[Dataset entries]
☆ ☆ ☆ ☆ ☆
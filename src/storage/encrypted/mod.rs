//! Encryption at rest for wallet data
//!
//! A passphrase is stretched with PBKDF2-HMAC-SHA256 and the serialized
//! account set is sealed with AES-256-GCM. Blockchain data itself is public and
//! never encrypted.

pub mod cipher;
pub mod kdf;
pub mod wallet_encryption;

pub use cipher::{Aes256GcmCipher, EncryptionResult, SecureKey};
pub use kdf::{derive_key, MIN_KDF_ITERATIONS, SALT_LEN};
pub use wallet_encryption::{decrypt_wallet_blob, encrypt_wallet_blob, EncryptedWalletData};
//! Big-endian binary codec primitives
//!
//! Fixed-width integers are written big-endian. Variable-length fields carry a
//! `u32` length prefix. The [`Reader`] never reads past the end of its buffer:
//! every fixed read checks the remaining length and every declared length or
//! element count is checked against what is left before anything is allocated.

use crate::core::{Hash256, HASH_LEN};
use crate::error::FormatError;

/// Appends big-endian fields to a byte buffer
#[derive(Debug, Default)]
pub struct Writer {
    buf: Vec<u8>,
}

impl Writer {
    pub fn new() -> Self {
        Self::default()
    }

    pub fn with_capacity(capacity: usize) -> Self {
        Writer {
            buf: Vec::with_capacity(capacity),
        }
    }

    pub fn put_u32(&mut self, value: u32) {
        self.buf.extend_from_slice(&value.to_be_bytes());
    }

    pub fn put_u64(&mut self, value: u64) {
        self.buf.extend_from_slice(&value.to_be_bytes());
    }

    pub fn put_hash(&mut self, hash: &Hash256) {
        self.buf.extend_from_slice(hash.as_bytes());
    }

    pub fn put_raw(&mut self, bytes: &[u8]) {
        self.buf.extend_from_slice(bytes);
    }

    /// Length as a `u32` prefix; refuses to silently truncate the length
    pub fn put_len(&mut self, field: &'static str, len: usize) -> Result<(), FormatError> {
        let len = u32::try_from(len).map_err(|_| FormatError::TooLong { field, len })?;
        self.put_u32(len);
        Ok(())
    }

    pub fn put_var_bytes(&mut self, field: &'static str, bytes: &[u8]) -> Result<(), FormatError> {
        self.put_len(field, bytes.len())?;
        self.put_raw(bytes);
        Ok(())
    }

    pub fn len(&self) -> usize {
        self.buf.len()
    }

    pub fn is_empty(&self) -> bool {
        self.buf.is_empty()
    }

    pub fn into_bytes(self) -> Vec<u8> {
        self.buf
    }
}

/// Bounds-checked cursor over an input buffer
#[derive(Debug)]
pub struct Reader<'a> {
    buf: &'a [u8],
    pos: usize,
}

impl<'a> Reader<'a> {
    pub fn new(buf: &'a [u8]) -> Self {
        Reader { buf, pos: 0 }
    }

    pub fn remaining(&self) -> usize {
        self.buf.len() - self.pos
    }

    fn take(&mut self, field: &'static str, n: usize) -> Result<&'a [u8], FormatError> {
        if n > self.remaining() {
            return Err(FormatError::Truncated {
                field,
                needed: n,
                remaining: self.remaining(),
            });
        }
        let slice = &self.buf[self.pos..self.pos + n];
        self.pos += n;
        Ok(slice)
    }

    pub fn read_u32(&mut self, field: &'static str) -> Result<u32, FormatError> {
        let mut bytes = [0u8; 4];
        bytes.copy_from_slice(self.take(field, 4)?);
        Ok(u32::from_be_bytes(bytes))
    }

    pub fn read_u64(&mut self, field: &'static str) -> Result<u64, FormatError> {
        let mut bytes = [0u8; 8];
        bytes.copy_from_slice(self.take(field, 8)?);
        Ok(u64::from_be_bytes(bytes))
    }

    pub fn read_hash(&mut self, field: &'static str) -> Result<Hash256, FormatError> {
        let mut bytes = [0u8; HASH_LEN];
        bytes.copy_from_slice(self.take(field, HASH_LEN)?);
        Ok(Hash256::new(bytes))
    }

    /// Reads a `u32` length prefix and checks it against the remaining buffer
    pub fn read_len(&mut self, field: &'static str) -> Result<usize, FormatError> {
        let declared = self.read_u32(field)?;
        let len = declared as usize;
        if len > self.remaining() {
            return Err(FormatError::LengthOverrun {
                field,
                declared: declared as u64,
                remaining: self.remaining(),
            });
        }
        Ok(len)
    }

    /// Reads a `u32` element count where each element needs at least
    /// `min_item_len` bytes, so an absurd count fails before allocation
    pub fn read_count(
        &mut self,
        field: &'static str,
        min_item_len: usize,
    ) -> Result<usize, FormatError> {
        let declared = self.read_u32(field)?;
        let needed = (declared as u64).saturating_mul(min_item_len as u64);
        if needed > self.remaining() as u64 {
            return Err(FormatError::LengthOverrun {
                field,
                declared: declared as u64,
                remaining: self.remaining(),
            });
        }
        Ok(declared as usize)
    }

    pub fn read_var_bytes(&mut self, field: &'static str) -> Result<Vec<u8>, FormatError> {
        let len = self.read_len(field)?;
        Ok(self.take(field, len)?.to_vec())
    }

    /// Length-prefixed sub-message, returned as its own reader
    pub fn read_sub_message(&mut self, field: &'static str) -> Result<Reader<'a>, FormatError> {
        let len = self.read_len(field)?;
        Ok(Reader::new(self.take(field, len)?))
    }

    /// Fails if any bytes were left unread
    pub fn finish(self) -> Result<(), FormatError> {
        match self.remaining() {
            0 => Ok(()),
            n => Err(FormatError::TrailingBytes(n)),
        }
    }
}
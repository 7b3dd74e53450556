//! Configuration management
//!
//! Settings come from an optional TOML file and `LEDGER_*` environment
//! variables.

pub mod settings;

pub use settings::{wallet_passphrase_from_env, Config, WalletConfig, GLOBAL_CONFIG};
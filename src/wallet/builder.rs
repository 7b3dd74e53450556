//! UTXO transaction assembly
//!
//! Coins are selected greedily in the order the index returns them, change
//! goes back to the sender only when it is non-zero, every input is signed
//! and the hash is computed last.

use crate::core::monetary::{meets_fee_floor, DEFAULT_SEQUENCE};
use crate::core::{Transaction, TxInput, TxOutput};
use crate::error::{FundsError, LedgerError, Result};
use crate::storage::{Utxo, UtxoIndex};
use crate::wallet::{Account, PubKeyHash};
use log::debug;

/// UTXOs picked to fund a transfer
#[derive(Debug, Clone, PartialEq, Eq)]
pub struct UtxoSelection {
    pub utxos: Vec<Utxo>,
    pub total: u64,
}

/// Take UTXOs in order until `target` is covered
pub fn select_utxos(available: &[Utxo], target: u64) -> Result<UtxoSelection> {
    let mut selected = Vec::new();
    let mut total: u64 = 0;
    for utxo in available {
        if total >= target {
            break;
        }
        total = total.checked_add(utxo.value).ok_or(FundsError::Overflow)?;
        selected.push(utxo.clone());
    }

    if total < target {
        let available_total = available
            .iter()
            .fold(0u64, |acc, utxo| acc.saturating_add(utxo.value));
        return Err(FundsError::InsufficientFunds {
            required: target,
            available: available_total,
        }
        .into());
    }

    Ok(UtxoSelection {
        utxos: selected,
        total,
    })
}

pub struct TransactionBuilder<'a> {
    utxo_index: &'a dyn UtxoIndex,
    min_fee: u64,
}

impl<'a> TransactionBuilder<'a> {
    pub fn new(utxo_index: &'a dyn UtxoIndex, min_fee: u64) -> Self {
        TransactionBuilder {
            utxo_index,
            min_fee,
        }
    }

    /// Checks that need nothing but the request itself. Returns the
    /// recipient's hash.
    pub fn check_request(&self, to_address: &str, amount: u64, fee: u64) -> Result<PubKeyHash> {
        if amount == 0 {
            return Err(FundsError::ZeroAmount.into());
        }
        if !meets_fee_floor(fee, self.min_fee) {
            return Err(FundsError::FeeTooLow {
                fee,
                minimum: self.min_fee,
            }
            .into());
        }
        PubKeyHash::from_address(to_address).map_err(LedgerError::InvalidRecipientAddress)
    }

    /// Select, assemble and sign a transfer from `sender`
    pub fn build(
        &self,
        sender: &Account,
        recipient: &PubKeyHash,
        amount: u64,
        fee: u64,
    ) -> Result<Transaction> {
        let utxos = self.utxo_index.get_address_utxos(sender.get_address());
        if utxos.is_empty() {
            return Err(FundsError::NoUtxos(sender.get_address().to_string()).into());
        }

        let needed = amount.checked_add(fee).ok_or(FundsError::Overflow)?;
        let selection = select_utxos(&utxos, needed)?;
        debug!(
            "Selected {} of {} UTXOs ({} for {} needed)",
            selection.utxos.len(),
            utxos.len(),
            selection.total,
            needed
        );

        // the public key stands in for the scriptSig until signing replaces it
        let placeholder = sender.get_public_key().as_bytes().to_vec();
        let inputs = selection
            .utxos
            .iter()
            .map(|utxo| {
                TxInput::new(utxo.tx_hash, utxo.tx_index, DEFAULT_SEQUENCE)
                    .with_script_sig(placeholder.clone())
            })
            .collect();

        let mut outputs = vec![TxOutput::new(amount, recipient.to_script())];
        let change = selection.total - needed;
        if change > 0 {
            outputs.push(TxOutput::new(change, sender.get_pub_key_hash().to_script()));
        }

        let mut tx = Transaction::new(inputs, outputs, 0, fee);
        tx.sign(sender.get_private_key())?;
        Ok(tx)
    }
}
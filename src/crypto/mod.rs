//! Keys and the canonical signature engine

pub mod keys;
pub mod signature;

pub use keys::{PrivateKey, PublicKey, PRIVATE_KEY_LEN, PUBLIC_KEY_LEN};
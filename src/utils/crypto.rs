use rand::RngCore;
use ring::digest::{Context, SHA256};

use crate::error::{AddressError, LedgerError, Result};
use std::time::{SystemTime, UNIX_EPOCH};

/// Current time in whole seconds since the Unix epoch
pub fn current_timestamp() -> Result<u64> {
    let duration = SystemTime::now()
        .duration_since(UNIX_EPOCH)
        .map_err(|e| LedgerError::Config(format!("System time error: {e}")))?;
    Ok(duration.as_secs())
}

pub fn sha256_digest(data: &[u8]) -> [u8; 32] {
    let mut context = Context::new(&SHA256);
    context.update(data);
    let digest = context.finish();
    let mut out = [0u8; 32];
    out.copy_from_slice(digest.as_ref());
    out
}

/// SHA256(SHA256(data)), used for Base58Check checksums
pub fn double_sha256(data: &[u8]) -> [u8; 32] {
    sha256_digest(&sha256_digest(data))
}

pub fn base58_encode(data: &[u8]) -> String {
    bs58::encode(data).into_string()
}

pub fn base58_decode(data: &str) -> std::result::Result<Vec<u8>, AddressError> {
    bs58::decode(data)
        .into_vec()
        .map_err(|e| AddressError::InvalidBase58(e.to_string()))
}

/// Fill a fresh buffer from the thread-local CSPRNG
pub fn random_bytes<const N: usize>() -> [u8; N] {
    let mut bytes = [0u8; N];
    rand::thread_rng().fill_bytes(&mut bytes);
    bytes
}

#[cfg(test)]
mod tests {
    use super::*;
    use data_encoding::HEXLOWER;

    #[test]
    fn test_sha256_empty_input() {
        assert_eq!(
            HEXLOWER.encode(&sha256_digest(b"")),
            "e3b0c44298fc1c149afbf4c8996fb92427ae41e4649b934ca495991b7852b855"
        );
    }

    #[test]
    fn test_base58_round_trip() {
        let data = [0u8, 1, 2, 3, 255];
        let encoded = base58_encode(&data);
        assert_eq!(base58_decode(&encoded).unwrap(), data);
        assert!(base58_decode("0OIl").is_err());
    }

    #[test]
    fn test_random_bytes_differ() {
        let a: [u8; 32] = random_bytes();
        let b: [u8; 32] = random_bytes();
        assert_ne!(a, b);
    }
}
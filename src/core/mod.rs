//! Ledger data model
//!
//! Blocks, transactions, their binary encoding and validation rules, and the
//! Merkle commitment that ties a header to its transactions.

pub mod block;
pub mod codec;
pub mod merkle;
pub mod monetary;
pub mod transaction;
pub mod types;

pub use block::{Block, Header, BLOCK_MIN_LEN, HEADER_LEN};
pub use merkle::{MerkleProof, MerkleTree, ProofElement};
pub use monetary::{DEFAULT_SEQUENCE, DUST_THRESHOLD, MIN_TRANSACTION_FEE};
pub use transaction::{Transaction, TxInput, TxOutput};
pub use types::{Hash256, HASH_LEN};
☆ ☆ ☆ ☆ ☆
▶ **What this task involves**
In the data above, how many lines contain the string "HEXLOWER"? Answer with the number only.

▶ **Task response**
2